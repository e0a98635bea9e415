//! Node store: every node of a set lives in one slot vector and links are
//! plain slot indices.
//!
//! Slots `0` and `1` permanently hold the head and tail sentinels. Freed
//! slots are recycled through a free list; each slot carries a generation
//! counter that is bumped on release so that cursors into a recycled slot
//! can be told apart from cursors to its new occupant.

/// Slot index of the head sentinel.
pub(crate) const HEAD: usize = 0;
/// Slot index of the tail sentinel.
pub(crate) const TAIL: usize = 1;

/// What a node holds: one of the two boundaries, or an owned element.
#[derive(Debug, Clone)]
pub(crate) enum Slot<T> {
    Head,
    Tail,
    Element(T),
}

/// A node and its per-level links.
///
/// `forward[i]` and `backward[i]` are the neighbours at level `i`. Both
/// vectors always have the same length, which is the node's level count.
#[derive(Debug, Clone)]
pub(crate) struct Node<T> {
    pub(crate) slot: Slot<T>,
    pub(crate) forward: Vec<usize>,
    pub(crate) backward: Vec<usize>,
}

impl<T> Node<T> {
    fn head() -> Self {
        Node {
            slot: Slot::Head,
            forward: vec![TAIL],
            backward: vec![HEAD],
        }
    }

    fn tail() -> Self {
        Node {
            slot: Slot::Tail,
            forward: vec![TAIL],
            backward: vec![HEAD],
        }
    }

    /// An unlinked element node spanning `levels` levels.
    pub(crate) fn element(value: T, levels: usize) -> Self {
        Node {
            slot: Slot::Element(value),
            forward: vec![TAIL; levels],
            backward: vec![HEAD; levels],
        }
    }

    pub(crate) fn levels(&self) -> usize {
        self.forward.len()
    }

    pub(crate) fn value(&self) -> Option<&T> {
        match &self.slot {
            Slot::Element(value) => Some(value),
            Slot::Head | Slot::Tail => None,
        }
    }

    pub(crate) fn into_value(self) -> Option<T> {
        match self.slot {
            Slot::Element(value) => Some(value),
            Slot::Head | Slot::Tail => None,
        }
    }
}

#[derive(Debug, Clone)]
struct Cell<T> {
    generation: u32,
    node: Option<Node<T>>,
}

#[derive(Debug, Clone)]
pub(crate) struct NodeStore<T> {
    cells: Vec<Cell<T>>,
    free: Vec<usize>,
}

impl<T> NodeStore<T> {
    /// A store holding only the two sentinels, linked to each other at level 0.
    pub(crate) fn with_capacity(capacity: usize) -> Self {
        let mut cells = Vec::with_capacity(capacity + 2);
        cells.push(Cell {
            generation: 0,
            node: Some(Node::head()),
        });
        cells.push(Cell {
            generation: 0,
            node: Some(Node::tail()),
        });
        NodeStore {
            cells,
            free: Vec::new(),
        }
    }

    /// The node in slot `index`.
    ///
    /// Links only ever point at live slots, so a vacant slot here means the
    /// structure is corrupted.
    pub(crate) fn node(&self, index: usize) -> &Node<T> {
        match self.cells[index].node.as_ref() {
            Some(node) => node,
            None => unreachable!("link into vacant slot {index}"),
        }
    }

    pub(crate) fn node_mut(&mut self, index: usize) -> &mut Node<T> {
        match self.cells[index].node.as_mut() {
            Some(node) => node,
            None => unreachable!("link into vacant slot {index}"),
        }
    }

    /// The node in slot `index`, if it is live and still of `generation`.
    pub(crate) fn get(&self, index: usize, generation: u32) -> Option<&Node<T>> {
        let cell = self.cells.get(index)?;
        if cell.generation != generation {
            return None;
        }
        cell.node.as_ref()
    }

    pub(crate) fn generation(&self, index: usize) -> u32 {
        self.cells[index].generation
    }

    /// Place `node` in a free slot and return its index.
    pub(crate) fn alloc(&mut self, node: Node<T>) -> usize {
        match self.free.pop() {
            Some(index) => {
                self.cells[index].node = Some(node);
                index
            }
            None => {
                self.cells.push(Cell {
                    generation: 0,
                    node: Some(node),
                });
                self.cells.len() - 1
            }
        }
    }

    /// Take the node out of slot `index` and recycle the slot.
    pub(crate) fn release(&mut self, index: usize) -> Node<T> {
        debug_assert!(index != HEAD && index != TAIL, "sentinels are never released");
        let cell = &mut self.cells[index];
        let node = match cell.node.take() {
            Some(node) => node,
            None => unreachable!("double release of slot {index}"),
        };
        cell.generation = cell.generation.wrapping_add(1);
        self.free.push(index);
        node
    }

    /// Number of live element nodes (sentinels excluded).
    pub(crate) fn live_elements(&self) -> usize {
        self.cells.len() - self.free.len() - 2
    }

    /// Number of slots, live or free.
    pub(crate) fn slots(&self) -> usize {
        self.cells.len()
    }
}

#[cfg(test)]
mod tests {
    use super::{HEAD, Node, NodeStore, TAIL};

    #[test]
    fn empty_store_links_sentinels() {
        let store: NodeStore<u32> = NodeStore::with_capacity(0);
        assert_eq!(store.node(HEAD).forward, vec![TAIL]);
        assert_eq!(store.node(TAIL).backward, vec![HEAD]);
        assert_eq!(store.node(HEAD).value(), None);
        assert_eq!(store.live_elements(), 0);
    }

    #[test]
    fn release_bumps_generation_and_recycles() {
        let mut store = NodeStore::with_capacity(4);
        let a = store.alloc(Node::element(10u32, 2));
        assert_eq!(store.node(a).levels(), 2);
        assert_eq!(store.live_elements(), 1);

        let generation = store.generation(a);
        let node = store.release(a);
        assert_eq!(node.into_value(), Some(10));
        assert!(store.get(a, generation).is_none());
        assert_eq!(store.live_elements(), 0);

        let b = store.alloc(Node::element(20u32, 1));
        assert_eq!(a, b, "freed slot is reused");
        assert!(store.get(b, generation).is_none(), "old generation stays stale");
        assert_eq!(store.get(b, generation + 1).and_then(|n| n.value()), Some(&20));
        assert_eq!(store.slots(), 3);
    }
}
********
### Task item
Transcribe the records above exactly, from the opening line down to and including the line with "carries a generation".

### Answer to the exercise
repository e0a98635bea9e415
//! Node store: every node of a set lives in one slot vector and links are
//! plain slot indices.
//!
//! Slots `0` and `1` permanently hold the head and tail sentinels. Freed
//! slots are recycled through a free list; each slot carries a generation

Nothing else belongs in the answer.